Using Classification Analysis to Improve Efficiency and Sustainability in Conventional Power Plants

Shivang Kumar
4 min readNov 11, 2023

--

Optimising the efficiency and sustainability of power plants is a top priority in the volatile energy sector. Introducing Combined Heat and Power (CHP) technology has opened up opportunities for concurrently generating electricity and usable heat, improving overall energy utilisation.
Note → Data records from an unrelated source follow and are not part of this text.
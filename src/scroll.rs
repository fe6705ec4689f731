//! Keeps the transcript viewport pinned to the newest message

/// Tracks the transcript's vertical offset. Any change to the message list
/// forces the offset to the bottom; manual paging lasts until the next change.
#[derive(Debug, Clone, Default)]
pub struct ScrollController {
    offset: usize,
    seen_revision: Option<u64>,
}

impl ScrollController {
    pub fn new() -> Self {
        Self::default()
    }

    /// Reconcile with the current content and return the first visible line
    pub fn observe(&mut self, revision: u64, total_lines: usize, viewport_height: usize) -> usize {
        let max_offset = total_lines.saturating_sub(viewport_height);
        if self.seen_revision != Some(revision) {
            self.seen_revision = Some(revision);
            self.offset = max_offset;
        }
        self.offset = self.offset.min(max_offset);
        self.offset
    }

    pub fn scroll_up(&mut self, lines: usize) {
        self.offset = self.offset.saturating_sub(lines);
    }

    /// Clamped on the next `observe`
    pub fn scroll_down(&mut self, lines: usize) {
        self.offset = self.offset.saturating_add(lines);
    }
}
In this blog article, we look at an in-depth classification analysis of a conventional power plant dataset, focusing on CHP.

Problem Statement

Our primary goal is to create a predictive model that categorises power plants based on their CHP capabilities. We hope to find trends and extract actionable insights to boost operational efficiency, strategic decision-making, and sustainability activities.

About Dataset

This dataset contains data on conventional power plants for Germany and other selected European countries. The data includes individual power plants with their technical characteristics. These include installed capacity, primary energy source, type of technology, CHP capability, and geographical information. The geographical scope primarily focuses on Germany, Austria, Switzerland, and Luxembourg.

Data Cleaning

Before we start the classification analysis on this dataset, we must do some basic data cleaning, like removing null values. We removed the ID column because it was all unique values except for four values( so it will not be suitable for analysis). We removed the block_bnetza, name_uba, street, capacity_gross_uba, chp_capacity_uba, retrofit, shutdown, type, eic_code_plant, eic_code_block, efficiency_data, efficiency_source, energy_source_level_3, merge_comment, and comment columns because they have more than half data as null values so these variables are not suitable for analysis. We removed the commissioned_original column because it was an extension of the commission column.

PredictEasy Analysis

We Select all independent variables as x (except for the chp column) and the chp column as the dependent variable. PredictEasy analysis showed that country and latitude aren’t contributing to the model from the below chart.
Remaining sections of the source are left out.